--- GIVEN DATA ---
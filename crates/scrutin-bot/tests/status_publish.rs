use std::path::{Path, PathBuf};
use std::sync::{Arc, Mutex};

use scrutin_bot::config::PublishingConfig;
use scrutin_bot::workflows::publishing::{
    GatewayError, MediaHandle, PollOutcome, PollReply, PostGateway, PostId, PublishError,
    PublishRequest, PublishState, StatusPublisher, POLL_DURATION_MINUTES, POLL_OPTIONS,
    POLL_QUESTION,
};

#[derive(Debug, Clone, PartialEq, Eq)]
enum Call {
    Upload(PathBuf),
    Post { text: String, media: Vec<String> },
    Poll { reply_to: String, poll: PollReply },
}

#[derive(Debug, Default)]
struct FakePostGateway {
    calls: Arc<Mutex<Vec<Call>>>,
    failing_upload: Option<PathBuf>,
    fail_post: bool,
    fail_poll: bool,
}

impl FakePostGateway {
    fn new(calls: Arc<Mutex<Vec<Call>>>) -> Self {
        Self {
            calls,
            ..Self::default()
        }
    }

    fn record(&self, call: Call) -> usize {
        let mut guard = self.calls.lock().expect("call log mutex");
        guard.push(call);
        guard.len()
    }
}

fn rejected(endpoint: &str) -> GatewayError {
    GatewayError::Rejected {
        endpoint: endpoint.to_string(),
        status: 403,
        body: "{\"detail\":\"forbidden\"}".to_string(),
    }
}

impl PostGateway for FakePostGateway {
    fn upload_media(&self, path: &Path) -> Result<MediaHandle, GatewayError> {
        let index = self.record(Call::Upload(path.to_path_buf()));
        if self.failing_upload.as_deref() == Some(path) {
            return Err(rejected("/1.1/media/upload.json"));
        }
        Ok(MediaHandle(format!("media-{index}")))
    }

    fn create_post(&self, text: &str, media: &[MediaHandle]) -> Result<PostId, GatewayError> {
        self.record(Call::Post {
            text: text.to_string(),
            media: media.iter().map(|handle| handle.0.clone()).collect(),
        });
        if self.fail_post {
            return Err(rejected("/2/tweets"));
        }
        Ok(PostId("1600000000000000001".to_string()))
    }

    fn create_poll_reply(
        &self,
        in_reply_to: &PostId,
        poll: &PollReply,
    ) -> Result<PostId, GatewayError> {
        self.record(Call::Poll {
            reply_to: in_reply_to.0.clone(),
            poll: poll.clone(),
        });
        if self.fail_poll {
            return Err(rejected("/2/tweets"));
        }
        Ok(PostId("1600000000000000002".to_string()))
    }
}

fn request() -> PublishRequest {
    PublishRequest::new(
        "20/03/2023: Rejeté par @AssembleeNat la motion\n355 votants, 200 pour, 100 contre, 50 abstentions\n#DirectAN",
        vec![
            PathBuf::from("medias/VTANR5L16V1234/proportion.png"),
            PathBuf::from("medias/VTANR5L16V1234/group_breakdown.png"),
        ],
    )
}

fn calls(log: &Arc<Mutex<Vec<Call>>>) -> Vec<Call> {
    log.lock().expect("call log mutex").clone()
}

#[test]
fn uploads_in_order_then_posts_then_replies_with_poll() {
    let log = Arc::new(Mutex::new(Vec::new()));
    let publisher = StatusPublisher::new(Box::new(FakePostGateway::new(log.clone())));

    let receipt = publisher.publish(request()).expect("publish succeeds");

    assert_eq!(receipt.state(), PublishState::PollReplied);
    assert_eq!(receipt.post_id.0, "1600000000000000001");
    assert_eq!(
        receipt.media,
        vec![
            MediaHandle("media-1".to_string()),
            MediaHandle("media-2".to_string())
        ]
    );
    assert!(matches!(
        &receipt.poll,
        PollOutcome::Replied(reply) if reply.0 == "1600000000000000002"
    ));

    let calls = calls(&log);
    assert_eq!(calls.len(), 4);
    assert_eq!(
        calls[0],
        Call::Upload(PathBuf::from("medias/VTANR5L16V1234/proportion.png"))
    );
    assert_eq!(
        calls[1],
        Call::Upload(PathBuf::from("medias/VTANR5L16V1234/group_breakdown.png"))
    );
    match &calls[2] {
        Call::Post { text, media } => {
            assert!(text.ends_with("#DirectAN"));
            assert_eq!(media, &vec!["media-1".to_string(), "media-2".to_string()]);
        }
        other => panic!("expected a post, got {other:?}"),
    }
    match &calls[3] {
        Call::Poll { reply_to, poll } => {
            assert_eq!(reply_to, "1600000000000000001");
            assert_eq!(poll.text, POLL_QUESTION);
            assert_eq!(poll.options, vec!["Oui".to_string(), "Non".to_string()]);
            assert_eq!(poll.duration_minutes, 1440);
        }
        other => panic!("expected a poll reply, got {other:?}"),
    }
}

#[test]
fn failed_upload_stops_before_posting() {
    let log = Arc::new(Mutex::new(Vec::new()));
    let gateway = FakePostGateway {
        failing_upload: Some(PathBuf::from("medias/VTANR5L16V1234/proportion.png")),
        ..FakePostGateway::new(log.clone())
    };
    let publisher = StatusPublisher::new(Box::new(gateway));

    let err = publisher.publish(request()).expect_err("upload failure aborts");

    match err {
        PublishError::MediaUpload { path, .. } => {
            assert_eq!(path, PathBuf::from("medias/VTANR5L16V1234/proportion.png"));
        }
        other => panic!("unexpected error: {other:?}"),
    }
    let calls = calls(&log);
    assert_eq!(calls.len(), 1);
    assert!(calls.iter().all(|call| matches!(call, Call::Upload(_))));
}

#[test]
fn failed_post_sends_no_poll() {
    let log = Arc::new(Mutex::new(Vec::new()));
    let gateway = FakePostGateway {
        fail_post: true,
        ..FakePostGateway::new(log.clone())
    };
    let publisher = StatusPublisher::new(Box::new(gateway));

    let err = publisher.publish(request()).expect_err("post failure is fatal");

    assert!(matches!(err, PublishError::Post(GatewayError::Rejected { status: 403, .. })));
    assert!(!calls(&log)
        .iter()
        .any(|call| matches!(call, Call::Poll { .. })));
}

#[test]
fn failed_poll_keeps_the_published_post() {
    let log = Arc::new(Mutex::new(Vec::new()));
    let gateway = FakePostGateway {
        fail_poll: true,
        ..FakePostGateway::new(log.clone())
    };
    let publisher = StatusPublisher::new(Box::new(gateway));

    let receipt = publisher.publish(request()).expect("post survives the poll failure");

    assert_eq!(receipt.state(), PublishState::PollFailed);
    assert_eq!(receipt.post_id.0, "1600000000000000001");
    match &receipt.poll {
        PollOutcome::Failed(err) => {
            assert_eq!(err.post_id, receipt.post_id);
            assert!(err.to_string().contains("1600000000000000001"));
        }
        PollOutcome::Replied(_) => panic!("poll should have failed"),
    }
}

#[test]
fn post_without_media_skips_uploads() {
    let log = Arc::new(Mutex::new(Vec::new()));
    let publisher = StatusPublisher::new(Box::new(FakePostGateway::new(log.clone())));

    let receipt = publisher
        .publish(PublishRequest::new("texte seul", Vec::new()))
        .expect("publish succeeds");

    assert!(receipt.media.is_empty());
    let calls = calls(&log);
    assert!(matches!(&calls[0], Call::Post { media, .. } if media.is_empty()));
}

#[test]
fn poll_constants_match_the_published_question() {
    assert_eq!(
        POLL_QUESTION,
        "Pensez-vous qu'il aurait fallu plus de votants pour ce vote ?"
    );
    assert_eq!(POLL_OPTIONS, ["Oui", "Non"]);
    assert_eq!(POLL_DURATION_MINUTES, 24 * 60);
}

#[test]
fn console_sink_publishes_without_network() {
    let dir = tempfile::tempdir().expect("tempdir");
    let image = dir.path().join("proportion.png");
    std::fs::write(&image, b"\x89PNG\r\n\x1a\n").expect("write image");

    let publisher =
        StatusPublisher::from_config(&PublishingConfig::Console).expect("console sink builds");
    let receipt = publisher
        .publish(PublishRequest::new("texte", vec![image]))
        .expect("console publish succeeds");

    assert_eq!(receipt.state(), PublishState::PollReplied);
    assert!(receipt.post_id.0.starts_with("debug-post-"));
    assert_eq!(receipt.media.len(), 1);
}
---
--- GIVEN DATA ---
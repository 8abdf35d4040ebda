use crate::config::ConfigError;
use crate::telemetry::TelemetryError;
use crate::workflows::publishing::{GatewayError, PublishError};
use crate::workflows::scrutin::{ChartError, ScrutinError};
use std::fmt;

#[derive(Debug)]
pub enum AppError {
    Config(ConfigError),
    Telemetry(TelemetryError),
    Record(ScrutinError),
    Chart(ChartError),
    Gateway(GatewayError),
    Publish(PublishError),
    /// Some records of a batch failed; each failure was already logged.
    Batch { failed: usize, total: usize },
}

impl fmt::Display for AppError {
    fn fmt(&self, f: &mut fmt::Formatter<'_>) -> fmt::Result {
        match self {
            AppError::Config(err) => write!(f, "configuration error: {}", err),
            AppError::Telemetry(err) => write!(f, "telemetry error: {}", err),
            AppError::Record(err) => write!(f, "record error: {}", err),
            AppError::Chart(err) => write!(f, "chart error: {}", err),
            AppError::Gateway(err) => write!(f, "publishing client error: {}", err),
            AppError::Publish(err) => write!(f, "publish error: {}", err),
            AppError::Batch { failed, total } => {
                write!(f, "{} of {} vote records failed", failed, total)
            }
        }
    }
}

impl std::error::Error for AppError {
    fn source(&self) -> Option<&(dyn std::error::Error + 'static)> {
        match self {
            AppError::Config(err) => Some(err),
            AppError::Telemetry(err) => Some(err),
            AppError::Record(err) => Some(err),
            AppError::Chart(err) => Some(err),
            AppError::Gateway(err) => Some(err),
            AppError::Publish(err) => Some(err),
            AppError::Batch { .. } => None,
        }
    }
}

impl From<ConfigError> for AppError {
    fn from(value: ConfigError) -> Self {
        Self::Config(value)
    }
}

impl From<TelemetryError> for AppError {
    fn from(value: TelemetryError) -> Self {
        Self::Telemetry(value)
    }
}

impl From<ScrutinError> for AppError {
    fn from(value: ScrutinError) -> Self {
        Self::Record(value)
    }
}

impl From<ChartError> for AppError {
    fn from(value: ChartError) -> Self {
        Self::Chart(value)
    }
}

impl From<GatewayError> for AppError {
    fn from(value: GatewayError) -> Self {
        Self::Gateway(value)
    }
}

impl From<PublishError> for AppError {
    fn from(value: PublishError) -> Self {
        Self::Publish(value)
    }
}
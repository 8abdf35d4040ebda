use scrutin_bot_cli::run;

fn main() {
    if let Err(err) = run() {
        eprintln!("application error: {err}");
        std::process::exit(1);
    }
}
---
* _TASK DETAILS_
Search the data for the string "index" and copy out every line where it is found.

* _REPLY TO THE TASK_
        let index = self.record(Call::Upload(path.to_path_buf()));
        Ok(MediaHandle(format!("media-{index}")))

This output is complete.